STAT: Is it impeccable timing or do biotech executives have the upper hand in the trading game?

In July, three top Seres Therapeutics executives sold $2.5 million in company stock after the company's infectious disease drug failed during the clinical trails. The stock fell almost 70 percent, yet the executives avoided almost $2 million in paper losses and did not cross into illegal territory, according to STAT.

Legally, executives can buy and sell shares if they set the trades up ahead of time. The legislation aims to stop company executives from reaping profits off information not accessible to the public, but some researchers have discovered many biotech executives are playing the system and "outperform the broader market."
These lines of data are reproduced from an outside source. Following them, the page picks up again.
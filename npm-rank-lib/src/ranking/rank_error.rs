//! Typed failures of the ranking pipeline.

/// Errors produced while ranking packages.
#[derive(Debug, Clone, PartialEq, Eq, thiserror::Error)]
pub enum RankError {
    /// The request was malformed and the operation did not start.
    #[error("invalid input: {0}")]
    InvalidInput(String),

    /// The user does not exist or has no packages.
    #[error("not found: {0}")]
    NotFound(String),

    /// A call to the registry or the downloads API failed.
    #[error("transport error: {0}")]
    Transport(String),

    /// A download series is too short to compute the requested statistic.
    #[error("insufficient data: need at least {required} days of downloads, got {actual}")]
    InsufficientData { required: usize, actual: usize },
}
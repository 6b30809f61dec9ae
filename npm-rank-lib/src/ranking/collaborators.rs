//! Interfaces to the data sources the ranking pipeline consumes.

use super::{PackageName, RangeResponse, RankError};

/// The only query period requested from the downloads API.
///
/// Day and week statistics are derived locally from the month of daily counts.
pub const LAST_MONTH: &str = "last-month";

/// Resolves the packages maintained by a registry user.
pub trait PackageLister: Send + Sync {
    /// List the package names maintained by `user`.
    ///
    /// An unknown user is reported as [`RankError::NotFound`], a failed call as [`RankError::Transport`].
    fn list(&self, user: &str) -> impl Future<Output = Result<Vec<PackageName>, RankError>> + Send;
}

/// Fetches raw daily download counts for a batch of packages.
pub trait StatsFetcher: Send + Sync {
    /// Fetch the daily downloads of every package in `batch` over `period`.
    fn fetch_range(&self, period: &str, batch: &[PackageName]) -> impl Future<Output = Result<RangeResponse, RankError>> + Send;
}
/// Receives progress updates from the ranking pipeline.
///
/// Implementations must be cheap to call, as the pipeline reports from inside its fetch loop.
pub trait Progress: Send + Sync {
    /// Label the current phase ("Listing", "Fetching", "Ranking").
    fn set_phase(&self, phase: &str);

    /// Report bounded progress through a callback returning `(total, done, message)`.
    ///
    /// The callback is polled by the reporter, so it must only read shared state.
    fn set_determinate(&self, callback: Box<dyn Fn() -> (u64, u64, String) + Send + Sync + 'static>);

    /// Report unbounded progress through a callback returning a message.
    fn set_indeterminate(&self, callback: Box<dyn Fn() -> String + Send + Sync + 'static>);

    /// Clear the indicator.
    fn done(&self);
}
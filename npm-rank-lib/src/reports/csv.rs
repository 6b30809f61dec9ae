use crate::Result;
use crate::ranking::{RankedResult, WindowStat};
use core::fmt::Write;
use std::borrow::Cow;

const HEADER: &str = "Rank,Package,Day,Day Change,Day Percent,Week,Week Change,Week Percent,Month";

/// Write the ranking as CSV, one row per package in rank order.
pub fn generate<W: Write>(ranked: &RankedResult, writer: &mut W) -> Result<()> {
    writeln!(writer, "{HEADER}")?;

    for (index, package) in ranked.iter().enumerate() {
        write!(writer, "{},{}", index + 1, escape_csv(&package.name))?;
        write_comparison(writer, &package.counts.day)?;
        write_comparison(writer, &package.counts.week)?;
        writeln!(writer, ",{}", package.counts.month.count)?;
    }

    Ok(())
}

fn write_comparison<W: Write>(writer: &mut W, stat: &WindowStat) -> Result<()> {
    write!(writer, ",{},{},{:.2}", stat.count, stat.delta, stat.percent)?;
    Ok(())
}

/// Escape a value for RFC compliant CSV output.
///
/// Wraps the value in double quotes if it contains commas, newlines, or double quotes.
/// Internal double quotes are doubled per the RFC.
fn escape_csv(s: &str) -> Cow<'_, str> {
    if s.contains('"') {
        Cow::Owned(format!("\"{}\"", s.replace('"', "\"\"")))
    } else if s.contains(',') || s.contains('\n') || s.contains('\r') {
        Cow::Owned(format!("\"{s}\""))
    } else {
        Cow::Borrowed(s)
    }
}

#[cfg(test)]
mod tests {
    use super::*;
    use crate::ranking::{DownloadSeries, Package, Window, WindowCounts};

    fn package(name: &str, day: WindowStat, week: WindowStat, month: u64) -> Package {
        Package {
            name: name.into(),
            downloads: DownloadSeries::default(),
            counts: WindowCounts {
                day,
                week,
                month: WindowStat::without_baseline(month),
            },
        }
    }

    #[test]
    fn test_generate() {
        let ranked = RankedResult::new(
            Window::Week,
            vec![
                package("left-pad", WindowStat::compare(4, 3), WindowStat::compare(20, 30), 100),
                package("is-odd", WindowStat::compare(10, 0), WindowStat::compare(70, 35), 150),
            ],
        );

        let mut output = String::new();
        generate(&ranked, &mut output).unwrap();

        let expected = format!(
            "{HEADER}\n\
             1,is-odd,10,10,0.00,70,35,100.00,150\n\
             2,left-pad,4,1,33.33,20,-10,-33.33,100\n"
        );
        assert_eq!(output, expected);
    }

    #[test]
    fn test_generate_empty() {
        let mut output = String::new();
        generate(&RankedResult::new(Window::Month, Vec::new()), &mut output).unwrap();
        assert_eq!(output, format!("{HEADER}\n"));
    }

    #[test]
    fn test_escape_csv() {
        assert_eq!(escape_csv("simple"), "simple");
        assert_eq!(escape_csv("@scope/pkg"), "@scope/pkg");
        assert_eq!(escape_csv("with,comma"), "\"with,comma\"");
        assert_eq!(escape_csv("with\"quote"), "\"with\"\"quote\"");
        assert_eq!(escape_csv("line\nbreak"), "\"line\nbreak\"");
    }
}
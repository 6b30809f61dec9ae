use super::{Package, Window};

/// Packages ordered by descending downloads over a window.
#[derive(Debug, Clone, PartialEq)]
pub struct RankedResult {
    window: Window,
    packages: Vec<Package>,
}

impl RankedResult {
    /// Rank `packages` by the count of `window`.
    ///
    /// The sort is stable, so packages with equal counts keep their relative order.
    #[must_use]
    pub fn new(window: Window, mut packages: Vec<Package>) -> Self {
        packages.sort_by(|a, b| b.counts.get(window).count.cmp(&a.counts.get(window).count));
        Self { window, packages }
    }

    #[must_use]
    pub const fn window(&self) -> Window {
        self.window
    }

    #[must_use]
    pub fn packages(&self) -> &[Package] {
        &self.packages
    }

    #[must_use]
    pub fn into_packages(self) -> Vec<Package> {
        self.packages
    }

    pub fn iter(&self) -> impl Iterator<Item = &Package> {
        self.packages.iter()
    }

    #[must_use]
    pub fn len(&self) -> usize {
        self.packages.len()
    }

    #[must_use]
    pub fn is_empty(&self) -> bool {
        self.packages.is_empty()
    }
}

impl<'a> IntoIterator for &'a RankedResult {
    type Item = &'a Package;
    type IntoIter = core::slice::Iter<'a, Package>;

    fn into_iter(self) -> Self::IntoIter {
        self.packages.iter()
    }
}
use super::{DailyCount, DownloadSeries, PackageName, RankError, WindowCounts, aggregate};
use chrono::NaiveDate;

/// A package with its normalized download history and window statistics.
#[derive(Debug, Clone, PartialEq)]
pub struct Package {
    pub name: PackageName,
    pub downloads: DownloadSeries,
    pub counts: WindowCounts,
}

impl Package {
    /// Normalize raw daily counts against `reference_date` and aggregate them.
    ///
    /// # Errors
    ///
    /// Returns [`RankError::InsufficientData`] if the normalized series is too short.
    pub fn from_raw(name: PackageName, raw: Vec<DailyCount>, reference_date: NaiveDate) -> Result<Self, RankError> {
        let downloads = DownloadSeries::normalize(raw, reference_date);
        let counts = aggregate(&downloads)?;

        Ok(Self { name, downloads, counts })
    }
}
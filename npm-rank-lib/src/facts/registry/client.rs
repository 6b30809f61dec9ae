//! Minimal HTTP client for the npm registry and downloads APIs.

use crate::ranking::RankError;
use core::time::Duration;
use serde::de::DeserializeOwned;
use url::Url;

const LOG_TARGET: &str = "   client";

/// Result of a registry API call
#[derive(Debug)]
pub enum ApiResult<T> {
    /// Request succeeded and the body was decoded
    Success(T),

    /// The requested resource was not found (404)
    NotFound,

    /// Request failed, either in transport, with a non-success status, or while decoding
    Failed(RankError),
}

/// HTTP client shared by the registry collaborators.
#[derive(Debug, Clone)]
#[expect(clippy::struct_field_names, reason = "client field stores the underlying HTTP client")]
pub struct Client {
    client: reqwest::Client,
}

impl Client {
    /// Create a client whose requests give up after `timeout`.
    pub fn new(timeout: Duration) -> crate::Result<Self> {
        let client = reqwest::Client::builder()
            .user_agent(concat!("npm-rank/", env!("CARGO_PKG_VERSION")))
            .timeout(timeout)
            .build()?;

        Ok(Self { client })
    }

    /// GET `url` and decode the JSON body, classifying the outcome.
    pub async fn get_json<T: DeserializeOwned>(&self, url: &Url) -> ApiResult<T> {
        log::debug!(target: LOG_TARGET, "GET {url}");

        let resp = match self.client.get(url.clone()).send().await {
            Ok(r) => r,
            Err(e) => return ApiResult::Failed(transport_error(url, &e)),
        };

        let status = resp.status();
        if status == reqwest::StatusCode::NOT_FOUND {
            log::debug!(target: LOG_TARGET, "GET {url} returned 404");
            return ApiResult::NotFound;
        }

        if !status.is_success() {
            return ApiResult::Failed(RankError::Transport(format!("request to {url} failed with status {status}")));
        }

        match resp.json::<T>().await {
            Ok(body) => ApiResult::Success(body),
            Err(e) => ApiResult::Failed(RankError::Transport(format!("unable to decode response from {url}: {e}"))),
        }
    }
}

fn transport_error(url: &Url, e: &reqwest::Error) -> RankError {
    if e.is_timeout() {
        RankError::Transport(format!("request to {url} timed out"))
    } else {
        RankError::Transport(format!("request to {url} failed: {e}"))
    }
}

/// Parse `base` and append `segments` as path segments, each percent-encoded as needed.
///
/// A trailing slash on `base` is ignored.
pub fn build_url<'a>(base: &str, segments: impl IntoIterator<Item = &'a str>) -> Result<Url, RankError> {
    let mut url = Url::parse(base).map_err(|e| RankError::InvalidInput(format!("invalid URL '{base}': {e}")))?;

    {
        let mut path = url
            .path_segments_mut()
            .map_err(|()| RankError::InvalidInput(format!("URL '{base}' cannot be used as a base")))?;
        let _ = path.pop_if_empty();
        let _ = path.extend(segments);
    }

    Ok(url)
}
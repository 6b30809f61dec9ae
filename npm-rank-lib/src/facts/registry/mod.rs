//! HTTP implementations of the ranking collaborators.

mod client;
mod lister;
mod stats;

pub use client::{ApiResult, Client, build_url};
pub use lister::HttpPackageLister;
pub use stats::{HttpStatsFetcher, PATH_TEMPLATE};
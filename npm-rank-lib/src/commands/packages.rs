use super::Host;
use super::common::{Common, CommonArgs, exit_on_error};
use crate::Result;
use crate::ranking::PackageName;
use clap::Parser;

#[derive(Parser, Debug)]
pub struct PackagesArgs {
    /// Packages to rank
    #[arg(value_name = "PACKAGE", required = true)]
    pub packages: Vec<PackageName>,

    #[command(flatten)]
    pub common: CommonArgs,
}

pub async fn process_packages<H: Host>(host: &mut H, args: &PackagesArgs) -> Result<()> {
    let result = rank_and_report(host, args).await;
    exit_on_error(host, result)
}

async fn rank_and_report<H: Host>(host: &mut H, args: &PackagesArgs) -> Result<()> {
    let mut common = Common::new(host, &args.common)?;

    // Duplicates would be fetched and ranked twice
    let mut names = Vec::with_capacity(args.packages.len());
    for name in &args.packages {
        if !names.contains(name) {
            names.push(name.clone());
        }
    }

    let ranked = common.rank_packages(&names).await?;
    common.report(&ranked)
}
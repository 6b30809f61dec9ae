use crate::facts::Progress;
use core::fmt::{Debug, Formatter};
use core::sync::atomic::{AtomicBool, Ordering};
use core::time::Duration;
use indicatif::{ProgressBar, ProgressDrawTarget, ProgressStyle};
use std::sync::{Arc, Mutex};
use std::time::Instant;
use tokio::task::JoinHandle;

type ProgressCallback = Box<dyn Fn() -> (u64, u64, String) + Send + Sync>;

/// Refresh rate for progress updates (10 Hz).
const REFRESH_INTERVAL: Duration = Duration::from_millis(100);

const SPINNER_TICKS: &[&str] = &["⠋", "⠙", "⠹", "⠸", "⠼", "⠴", "⠦", "⠧", "⠇", "⠏"];

/// Shared between the reporter and its refresh task.
struct State {
    visible_after: Instant,
    visible: AtomicBool,
    indeterminate: AtomicBool,
    phase_started: Mutex<Instant>,
    callback: Mutex<ProgressCallback>,
}

impl State {
    fn restart_phase(&self) {
        if let Ok(mut started) = self.phase_started.lock() {
            *started = Instant::now();
        }
    }

    fn phase_elapsed(&self) -> Duration {
        self.phase_started.lock().map(|started| started.elapsed()).unwrap_or_default()
    }

    fn poll(&self) -> (u64, u64, String) {
        self.callback
            .lock()
            .map_or_else(|_| (0, 0, String::new()), |callback| callback())
    }

    fn set_callback(&self, callback: ProgressCallback) {
        if let Ok(mut current) = self.callback.lock() {
            *current = callback;
        }
    }
}

/// A stderr progress bar that stays hidden unless the work outlasts a delay.
///
/// Quick rankings finish without ever drawing anything.
#[derive(Clone)]
pub struct ProgressReporter {
    bar: ProgressBar,
    state: Arc<State>,
    refresh_task: Arc<JoinHandle<()>>,
    use_colors: bool,
}

impl ProgressReporter {
    /// Create a reporter that becomes visible after `delay`.
    ///
    /// Must be called from within a tokio runtime.
    #[must_use]
    pub fn new(delay: Duration, use_colors: bool) -> Self {
        let bar = ProgressBar::hidden();

        let state = Arc::new(State {
            visible_after: Instant::now() + delay,
            visible: AtomicBool::new(false),
            indeterminate: AtomicBool::new(true),
            phase_started: Mutex::new(Instant::now()),
            callback: Mutex::new(Box::new(|| (0, 0, String::new()))),
        });

        Self {
            refresh_task: Arc::new(tokio::spawn(refresh_task(bar.clone(), Arc::clone(&state)))),
            bar,
            state,
            use_colors,
        }
    }

    fn style(&self, determinate: bool) -> ProgressStyle {
        let template = match (determinate, self.use_colors) {
            (true, true) => "{prefix:>10.bold.cyan} [{bar:25}] {msg}",
            (true, false) => "{prefix:>10} [{bar:25}] {msg}",
            (false, true) => "{prefix:>10.bold.cyan} {spinner} {msg}",
            (false, false) => "{prefix:>10} {spinner} {msg}",
        };

        let style = if determinate {
            ProgressStyle::default_bar().progress_chars("=> ")
        } else {
            ProgressStyle::default_spinner().tick_strings(SPINNER_TICKS)
        };

        style.template(template).unwrap_or_else(|_| ProgressStyle::default_bar())
    }
}

impl Progress for ProgressReporter {
    fn set_phase(&self, phase: &str) {
        self.bar.set_prefix(phase.to_string());
        self.state.restart_phase();
    }

    fn set_determinate(&self, callback: Box<dyn Fn() -> (u64, u64, String) + Send + Sync + 'static>) {
        self.state.set_callback(callback);
        self.state.indeterminate.store(false, Ordering::Relaxed);
        self.bar.disable_steady_tick();
        self.bar.set_length(0);
        self.bar.set_position(0);
        self.bar.set_style(self.style(true));
    }

    fn set_indeterminate(&self, callback: Box<dyn Fn() -> String + Send + Sync + 'static>) {
        self.state.set_callback(Box::new(move || (0, 0, callback())));
        self.state.restart_phase();
        self.state.indeterminate.store(true, Ordering::Relaxed);
        self.bar.enable_steady_tick(REFRESH_INTERVAL);
        self.bar.set_style(self.style(false));
    }

    fn done(&self) {
        self.refresh_task.abort();
        if self.state.visible.load(Ordering::Relaxed) {
            self.bar.finish_and_clear();
        }
    }
}

impl Debug for ProgressReporter {
    fn fmt(&self, f: &mut Formatter<'_>) -> core::fmt::Result {
        f.debug_struct("ProgressReporter")
            .field("bar", &self.bar)
            .field("visible", &self.state.visible)
            .field("refresh_task", &"<task>")
            .field("use_colors", &self.use_colors)
            .finish_non_exhaustive()
    }
}

/// Reveal the bar once the delay passes, then keep its message current.
async fn refresh_task(bar: ProgressBar, state: Arc<State>) {
    let mut interval = tokio::time::interval(REFRESH_INTERVAL);
    #[expect(clippy::infinite_loop, reason = "task runs until aborted")]
    loop {
        let _ = interval.tick().await;

        if !state.visible.load(Ordering::Relaxed) {
            if Instant::now() < state.visible_after {
                continue;
            }
            state.visible.store(true, Ordering::Relaxed);
            bar.set_draw_target(ProgressDrawTarget::stderr_with_hz(10));
        }

        let (length, position, mut message) = state.poll();
        if state.indeterminate.load(Ordering::Relaxed) {
            message = format!("{}s: {message}", state.phase_elapsed().as_secs());
        }

        if length > 0 {
            bar.set_length(length);
            bar.set_position(position);
        }
        bar.set_message(message);
    }
}
use super::client::{ApiResult, Client, build_url};
use crate::ranking::{PackageLister, PackageName, RankError};
use serde_json::{Map, Value};

const LOG_TARGET: &str = "   lister";

/// Lists the packages of a user through the registry's `/-/user/{user}/package` endpoint.
///
/// The endpoint answers with an object keyed by package name, whose values are the
/// user's access level to each package.
#[derive(Debug, Clone)]
pub struct HttpPackageLister {
    client: Client,
    registry_url: String,
}

impl HttpPackageLister {
    #[must_use]
    pub fn new(client: Client, registry_url: impl Into<String>) -> Self {
        Self {
            client,
            registry_url: registry_url.into(),
        }
    }
}

impl PackageLister for HttpPackageLister {
    async fn list(&self, user: &str) -> Result<Vec<PackageName>, RankError> {
        let url = build_url(&self.registry_url, ["-", "user", user, "package"])?;

        match self.client.get_json::<Map<String, Value>>(&url).await {
            ApiResult::Success(packages) => {
                let mut names: Vec<PackageName> = packages.into_iter().map(|(name, _)| name.into()).collect();
                names.sort_unstable();

                log::debug!(target: LOG_TARGET, "Found {} package(s) for user '{user}'", names.len());
                Ok(names)
            }
            ApiResult::NotFound => Err(RankError::NotFound(format!("npm user '{user}'"))),
            ApiResult::Failed(e) => Err(e),
        }
    }
}
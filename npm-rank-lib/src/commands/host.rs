use std::io::Write;

/// The process environment a command runs in.
///
/// Commands write reports to `output`, diagnostics to `error`, and report failure through
/// `exit`, which lets tests run commands without touching the real process.
pub trait Host: Send + Sync {
    /// Destination for reports (stdout for the real binary).
    fn output(&mut self) -> impl Write;

    /// Destination for diagnostics (stderr for the real binary).
    fn error(&mut self) -> impl Write;

    /// Terminate with `code`. Test hosts record the code and return.
    fn exit(&mut self, code: i32);
}

/// Host that captures output in memory
#[cfg(test)]
#[derive(Debug, Default)]
pub struct TestHost {
    pub output_buf: Vec<u8>,
    pub error_buf: Vec<u8>,
    pub exit_code: Option<i32>,
}

#[cfg(test)]
impl TestHost {
    pub fn new() -> Self {
        Self::default()
    }

    pub fn output_str(&self) -> String {
        String::from_utf8_lossy(&self.output_buf).into_owned()
    }

    pub fn error_str(&self) -> String {
        String::from_utf8_lossy(&self.error_buf).into_owned()
    }
}

#[cfg(test)]
impl Host for TestHost {
    fn output(&mut self) -> impl Write {
        &mut self.output_buf
    }

    fn error(&mut self) -> impl Write {
        &mut self.error_buf
    }

    fn exit(&mut self, code: i32) {
        self.exit_code = Some(code);
    }
}
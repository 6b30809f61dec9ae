use super::Host;
use super::common::{Common, CommonArgs, exit_on_error};
use crate::Result;
use clap::Parser;

#[derive(Parser, Debug)]
pub struct UserArgs {
    /// npm user whose packages are ranked
    #[arg(value_name = "USER")]
    pub user: String,

    #[command(flatten)]
    pub common: CommonArgs,
}

pub async fn process_user<H: Host>(host: &mut H, args: &UserArgs) -> Result<()> {
    let result = rank_and_report(host, args).await;
    exit_on_error(host, result)
}

async fn rank_and_report<H: Host>(host: &mut H, args: &UserArgs) -> Result<()> {
    let mut common = Common::new(host, &args.common)?;
    let ranked = common.rank_user(&args.user).await?;

    common.report(&ranked)
}
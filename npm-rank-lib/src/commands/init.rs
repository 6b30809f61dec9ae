use super::Host;
use super::config::{CONFIG_FILE_NAME, Config};
use crate::Result;
use camino::Utf8PathBuf;
use clap::Parser;
use std::io::Write;

#[derive(Parser, Debug)]
pub struct InitArgs {
    /// Output configuration file path (default is `npm-rank.toml` in the current directory)
    #[arg(value_name = "PATH")]
    pub output: Option<Utf8PathBuf>,
}

pub fn init_config<H: Host>(host: &mut H, args: &InitArgs) -> Result<()> {
    let output = args.output.clone().unwrap_or_else(|| Utf8PathBuf::from(CONFIG_FILE_NAME));

    Config::save_default(&output)?;
    let _ = writeln!(host.output(), "Generated default configuration file: {output}");
    Ok(())
}
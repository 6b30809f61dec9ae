use crate::Result;
use crate::facts::registry::{PATH_TEMPLATE, build_url};
use crate::ranking::ChunkPlanner;
use camino::{Utf8Path, Utf8PathBuf};
use core::num::NonZeroUsize;
use core::time::Duration;
use ohno::{EnrichableExt, IntoAppError, app_err};
use serde::{Deserialize, Serialize};
use std::fs;
use std::io;

/// The default configuration TOML content, embedded from `default_config.toml`
pub const DEFAULT_CONFIG_TOML: &str = include_str!("../../default_config.toml");

/// Name of the configuration file looked up when none is given
pub const CONFIG_FILE_NAME: &str = "npm-rank.toml";

#[derive(Debug, Deserialize, Serialize)]
#[serde(deny_unknown_fields)]
pub struct Config {
    /// Base URL of the registry used to list a user's packages
    #[serde(default = "default_registry_url")]
    pub registry_url: String,

    /// Base URLs of the downloads API mirrors, tried in order
    #[serde(default = "default_stats_hosts")]
    pub stats_hosts: Vec<String>,

    /// Maximum length of a downloads request URL
    #[serde(default = "default_max_request_length")]
    pub max_request_length: usize,

    /// Maximum number of batches fetched concurrently
    #[serde(default = "default_max_concurrent_requests")]
    pub max_concurrent_requests: usize,

    /// Time to wait for a single request
    #[serde(default = "default_request_timeout", with = "humantime_serde")]
    pub request_timeout: Duration,
}

fn default_registry_url() -> String {
    "https://registry.npmjs.org".into()
}

fn default_stats_hosts() -> Vec<String> {
    vec!["https://api.npmjs.org".into()]
}

const fn default_max_request_length() -> usize {
    2048
}

const fn default_max_concurrent_requests() -> usize {
    8
}

const fn default_request_timeout() -> Duration {
    Duration::from_secs(60)
}

impl Config {
    /// Load configuration from a file or use defaults
    ///
    /// Without an explicit path, `npm-rank.toml` in `base_dir` is used if it exists.
    ///
    /// # Errors
    ///
    /// Returns an error if the file cannot be read, parsed, or fails validation
    pub fn load(base_dir: &Utf8Path, config_path: Option<&Utf8PathBuf>) -> Result<Self> {
        let (final_path, text) = if let Some(path) = config_path {
            let text = fs::read_to_string(path).into_app_err_with(|| format!("reading npm-rank configuration file '{path}'"))?;
            (path.clone(), text)
        } else {
            let path = base_dir.join(CONFIG_FILE_NAME);
            match fs::read_to_string(&path) {
                Ok(text) => (path, text),
                Err(e) if e.kind() == io::ErrorKind::NotFound => {
                    return Ok(Self::default());
                }
                Err(e) => return Err(e).into_app_err_with(|| format!("reading npm-rank configuration file '{path}'")),
            }
        };

        let config: Self = toml::from_str(&text).into_app_err_with(|| format!("parsing configuration file '{final_path}'"))?;
        config
            .validate()
            .map_err(|e| e.enrich_with(|| format!("validating configuration file '{final_path}'")))?;

        Ok(config)
    }

    /// Save the default configuration to a TOML file
    ///
    /// # Errors
    ///
    /// Returns an error if the file cannot be written
    pub fn save_default(output_path: &Utf8Path) -> Result<()> {
        fs::write(output_path, DEFAULT_CONFIG_TOML).into_app_err_with(|| format!("writing default configuration to {output_path}"))?;
        Ok(())
    }

    /// Batch planner sized for the configured hosts and request length
    ///
    /// # Errors
    ///
    /// Returns an error if no package name could fit in a request
    pub fn planner(&self) -> Result<ChunkPlanner> {
        ChunkPlanner::for_hosts(self.max_request_length, &self.stats_hosts, PATH_TEMPLATE).into_app_err("sizing request batches")
    }

    /// Concurrency ceiling as a non-zero count
    ///
    /// # Errors
    ///
    /// Returns an error if `max_concurrent_requests` is zero
    pub fn concurrency(&self) -> Result<NonZeroUsize> {
        NonZeroUsize::new(self.max_concurrent_requests).into_app_err("max_concurrent_requests must be at least 1")
    }

    /// Validate configuration values
    ///
    /// # Errors
    ///
    /// Returns an error if a URL does not parse or a limit is out of range
    fn validate(&self) -> Result<()> {
        let _ = build_url(&self.registry_url, []).into_app_err("registry_url is not a usable URL")?;

        if self.stats_hosts.is_empty() {
            return Err(app_err!("stats_hosts must list at least one host"));
        }

        for host in &self.stats_hosts {
            let _ = build_url(host, []).into_app_err_with(|| format!("stats host '{host}' is not a usable URL"))?;
        }

        let _ = self.planner()?;
        let _ = self.concurrency()?;

        if self.request_timeout.is_zero() {
            return Err(app_err!("request_timeout must be greater than zero"));
        }

        Ok(())
    }
}

impl Default for Config {
    fn default() -> Self {
        toml::from_str(DEFAULT_CONFIG_TOML).expect("default_config.toml should be valid TOML that deserializes to Config")
    }
}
Seres Therapeutics is not alone, with Juno Therapeutics also avoiding huge losses in July. Three patients died in the company's novel cancer therapy trials, which resulted in the company pausing development and the stock dropping more than 30 percent. However, the CEO Hans Bishop sold $4.4 million in the Juno Therapeutics' stock only days before pausing the trial. STAT reported Mr. Bishop avoided more than $1 million in losses. The company and Mr. Bishop did not comment to STAT.

Securities and Exchange Commission created 10b5-1 plans which allow executives to schedule these trades in advanced and automate them to buy or sell shares at specific dates or when the stock is at a certain price. As per plan regulations, executives can only create these plans when they don't know any "valuable secrets."

Stanford (Calif.) University researchers analyzed more than 3,000 planned insurer trades to determine if executives were exploiting the system. They discovered stock sales typically occurred right before 'valuable' news. Boston-based Harvard University researchers also looked at deals spanning two decades and found these sales exceeded the market by more than 25 percent annually, which indicated "insiders have a serious edge over external investors."

On the other hand, David Sable, a biotech investor at Special Situations Life Sciences Fund, argued these concerns are amplified. Ron Renaud, former CEO of Idenix Pharmaceuticals, which Merck bought in 2014, said not all trades have bad intentions and although the plans draw criticisms, "they're difficult to game."

However, many argue for more transparency to ensure the system is in tact and individuals privy to information will not cheat the system.